Local History Files is a Visual Studio Code extension that automatically creates local backups of your files.
Every time you save a file, or even delete it, a copy is stored in a special hidden folder inside your project.
This allows you to recover deleted files or roll back to a previous version without relying on Git or external version control.
✨ Features
📂 Automatic file history
A snapshot is saved on every file save.
A snapshot is saved when a file is deleted.
🗂 Project-based storage
All versions are stored locally in the .history-files folder inside your project.
The folder structure mirrors your project’s layout, making it easy to find files.
🗑 Safe from Git
Add .history-files to .gitignore so history does not pollute your repository.
⚙️ Configurable history size
By default, up to 30 versions per file are kept.
You can change this limit in the extension settings.
🔍 Tree view in Explorer
Browse and compare file versions directly from a dedicated tree view.

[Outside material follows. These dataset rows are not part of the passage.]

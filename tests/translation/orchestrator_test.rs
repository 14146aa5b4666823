use quarry::config::Settings;
use quarry::model::{ColumnModel, FacetType, IdAndVersion};
use quarry::query::ast::SortDirection;
use quarry::query::{
    FacetSelection, InMemorySchemaProvider, QueryOrchestrator, QueryRequest, SortItem,
    TranslationError, NULL_VALUE_KEYWORD,
};
use quarry::types::DbValue;

const SCHEMA: &str = r#"[
    {"id": 1, "name": "score", "type": "DOUBLE"},
    {"id": 2, "name": "kind", "type": "STRING", "maxSize": 20, "facetType": "enumeration"},
    {"id": 3, "name": "born", "type": "DATE", "facetType": "range"}
]"#;

fn orchestrator() -> QueryOrchestrator<InMemorySchemaProvider> {
    let columns: Vec<ColumnModel> = serde_json::from_str(SCHEMA).unwrap();
    assert_eq!(columns[1].facet_type, Some(FacetType::Enumeration));
    let provider = InMemorySchemaProvider::new().with_table(IdAndVersion::new(123), columns);
    QueryOrchestrator::new(provider)
        .with_max_bytes_per_page(Settings::default().query.max_bytes_per_page)
}

#[test]
fn test_null_facet_value() {
    let request = QueryRequest::new("select kind from syn123").with_facet(FacetSelection::Values {
        column: "kind".into(),
        values: vec![NULL_VALUE_KEYWORD.into(), "dog".into()],
    });
    let result = orchestrator().translate(&request).unwrap();
    assert_eq!(
        result.sql,
        "SELECT _C2_, ROW_ID, ROW_VERSION FROM T123 WHERE (_C2_ IS NULL OR _C2_ = :b0) LIMIT :b1"
    );
    assert_eq!(result.parameters.get("b0"), Some(&DbValue::Text("dog".into())));
}

#[test]
fn test_range_facet_binds_typed_bounds() {
    let request = QueryRequest::new("select kind from syn123 where score > 1").with_facet(
        FacetSelection::Range {
            column: "born".into(),
            min: Some("1970-01-02".into()),
            max: Some("1970-01-03".into()),
        },
    );
    let result = orchestrator().translate(&request).unwrap();
    assert_eq!(
        result.sql,
        "SELECT _C2_, ROW_ID, ROW_VERSION FROM T123 WHERE (_C1_ > :b0) AND _C3_ BETWEEN :b1 AND :b2 LIMIT :b3"
    );
    assert_eq!(result.parameters.get("b1"), Some(&DbValue::Long(86_400_000)));
    assert_eq!(result.parameters.get("b2"), Some(&DbValue::Long(172_800_000)));
}

#[test]
fn test_facet_type_is_checked() {
    let request = QueryRequest::new("select kind from syn123").with_facet(FacetSelection::Range {
        column: "kind".into(),
        min: Some("a".into()),
        max: None,
    });
    assert_eq!(
        orchestrator().translate(&request),
        Err(TranslationError::NotFaceted {
            column: "kind".into(),
            expected: FacetType::Range,
        })
    );
}

#[test]
fn test_request_page_is_relative_to_query_page() {
    let request = QueryRequest::new("select kind from syn123 limit 100 offset 10")
        .with_offset(20)
        .with_limit(50);
    let result = orchestrator().translate(&request).unwrap();
    assert_eq!(result.sql, "SELECT _C2_, ROW_ID, ROW_VERSION FROM T123 LIMIT :b0 OFFSET :b1");
    assert_eq!(result.parameters.get("b0"), Some(&DbValue::Long(50)));
    assert_eq!(result.parameters.get("b1"), Some(&DbValue::Long(30)));

    let past_end = QueryRequest::new("select kind from syn123 limit 10").with_offset(20);
    let result = orchestrator().translate(&past_end).unwrap();
    assert_eq!(result.parameters.get("b0"), Some(&DbValue::Long(0)));
    assert_eq!(result.parameters.get("b1"), Some(&DbValue::Long(20)));
}

#[test]
fn test_sort_replaces_order_by() {
    let request = QueryRequest::new("select kind from syn123 order by kind asc, born desc")
        .with_sort(SortItem::new("score", SortDirection::Desc));
    let result = orchestrator().translate(&request).unwrap();
    assert!(
        result.sql.ends_with("ORDER BY _C1_ DESC LIMIT :b0"),
        "{}",
        result.sql
    );
}

#[test]
fn test_count_ignores_paging_and_sort() {
    let request = QueryRequest::new("select kind from syn123 where kind = 'cat' order by kind limit 3")
        .with_offset(5)
        .with_sort(SortItem::new("score", SortDirection::Asc));
    let count = orchestrator().translate_count(&request).unwrap().unwrap();
    assert_eq!(count.sql, "SELECT COUNT(*) FROM T123 WHERE _C2_ = :b0");
    assert_eq!(count.parameters.get("b0"), Some(&DbValue::Text("cat".into())));
}

#[test]
fn test_translated_query_json() {
    let result = orchestrator()
        .translate(&QueryRequest::new("select kind from syn123 limit 1"))
        .unwrap();
    let json = serde_json::to_value(&result).unwrap();
    assert_eq!(json["sql"], "SELECT _C2_, ROW_ID, ROW_VERSION FROM T123 LIMIT :b0");
    assert_eq!(json["parameters"]["b0"], 1);
    assert_eq!(json["selectColumns"][0]["name"], "kind");
    assert_eq!(json["singleTableId"]["id"], 123);
}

Restore deleted files or clean up old history entries with one click.
🚀 Installation
Install the extension from the VS Code Marketplace (link will be added when published).
Restart VS Code.
A new view “Local History Files” will appear in the Explorer sidebar.
🛠 Usage
Save a file → a new history entry is created automatically.
Delete a file → a copy is kept in .history-files so it can be restored later.
Right-click on a history entry → compare with the original file or restore it.
Clean history → manually remove deleted entries or configure auto-cleanup rules.
⚙️ Configuration
You can adjust settings in settings.json:
{
// Maximum number of history versions per file
"localHistoryFiles.maxEntries": 30
}
Future options may include:
Retention time in days
Excluded file patterns
📌 Important Notes
All history is stored locally only.
History files can grow in size over time — use the cleanup action or adjust settings if needed.
Recommended: add the following line to your project’s .gitignore:
bash
Copy code
/.history-files
💡 Why use Local History Files?
Recover lost work even if you forgot to commit to Git.
Restore accidentally deleted files.
Keep a lightweight backup of changes between Git commits.